Cantonese Sweet and Sour Pork Recipe
Served in Chinese restaurants the world over,this Cantonese sweet and sour pork recipe is very simple to follow, and tastes authentic.
This is a recipe that all the family can enjoy, and of course, the pork can be substituted for any other meat of choice, or even chicken or shellfish.
Preparation takes about 15 minutes, and the cooking time another 15 minutes, so in just half an hour, you and your family can be enjoying this wonderful meal which of course you will want to serve up with rice.
I have tried to customise this recipe for the US market, though not very well as I am not used to using the 'cups' measurements.
Thankfully most of it is in spoons which are pretty standard the world over.
Ingredients for the Sweet and Sour Sauce
- 30g/2 tbsp cornflour
- 100g/4oz/1 cup light brown sugar
- pinch salt
- 100ml/4 fluid oz/1 cup cider vinegar or rice vinegar
- 1 clove garlic, crushed
- 5g/1 tsp fresh ginger, grated
- 90ml/6 tbsp tomato ketchup
- 90ml/6 tbsp reserved pineapple juice (from above)
- 1 cup/4oz/100g plain flour
- 4 tablespoons/60g cornflour
- 1½ teaspoons baking powder
- pinch salt
- 1 tablespoon/15ml oil
- 2 cups/8oz/225g pork fillets, cut into 1.25cm/ ½
- 1 onion, sliced
- 1 green pepper, seeded, cored and sliced
- 1 can pineapple chunks, juice reserved
|Serving size: 1 portion|
|Calories from Fat||63|
|% Daily Value *|
|Fat 7 g||11%|
|Saturated fat 2 g||10%|
|Unsaturated fat 3 g|
|Carbohydrates 90 g||30%|
|Sugar 48 g|
|Fiber 20 g||80%|
|Protein 7 g||14%|
|Cholesterol 5 mg||2%|
|* The Percent Daily Values are based on a 2,000 calorie diet, so your values may change depending on your calorie needs.
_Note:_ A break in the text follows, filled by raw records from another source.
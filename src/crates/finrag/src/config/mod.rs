//! Configuration management for FinRAG.
//!
//! `finrag.toml` is read from `~/.finrag/` and `./.finrag/`, merged, and
//! resolved against the environment. Settings are passed to the graph
//! builders explicitly; nothing here is process-global.

pub mod loader;
pub mod mode;
pub mod schema;

pub use loader::ConfigLoader;
pub use mode::{Depth, RunMode, Speed};
pub use schema::{
    finrag_home, CacheConfig, FinragConfig, Limits, LlmSettings, LogFormat, LoggingConfig,
    ObservabilityConfig, RetrieverConfig, ServerAddress, StorageConfig, WebProviderConfig,
    WebProviderKind, WebSearchConfig, WorkflowSettings,
};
The values here may not be 100% accurate because the recipes have not been professionally evaluated nor have they been evaluated by the U.S. FDA.|
- Sift the flour, cornflour, baking powder and salt into a bowl. Mix well, then make a well in the centre. Add in the oil and enough water to make a thick, smooth batter. Beat well with a wooden spoon, gradually incorporating all the flour from the outside of the mixture.
- In a wok, heat a couple of inches of oil to deep-fry the pork. Dip the chopped pork portions into the batter one at a time and drop into the hot oil. Fry 4 - 5 pieces of pork at a time, removing them with a slatted spoon to kitchen paper to drain when they change color. Continue until all the pork is fried. [ cook's note: as I am especially scared of undercooked pork and its inherent health risks, I would prefer to simmer the pork in boiling water for a few minutes first to ensure it is thoroughly cooked, although the recipe doesn't actually call for this.]
- Pour off most of the oil from the wok, and add in the sliced onion, pepper and pineapple. Cook over a high heat for a couple of minutes. Remove and set aside.
- In a mixing bowl, place all the sauce ingredients together and mix well. Pour into the wok. Bring to the boil slowly, stirring all the time until it has thickened. Leave it to simmer for 1 - 2 minutes until the sauce turns completely clear.
- Add the vegetables and cooked pork cubes to the sauce so that all are covered completely. Reheat for 1 - 2 minutes, then serve.
I have made up this Cantonese sweet and sour pork recipe on several occasions and can assure you that it tastes wonderful.
It is a very easy to follow recipe, as you can see, and all the ingredients are universally available.
While a shop bought ready-prepared sweet and sour sauce can be substituted, where I live the shops don't sell them and so I had no choice but to make up my own.
The big plus about making up your own sauce is that you know there are no additives and preservatives in it that can be harmful to health.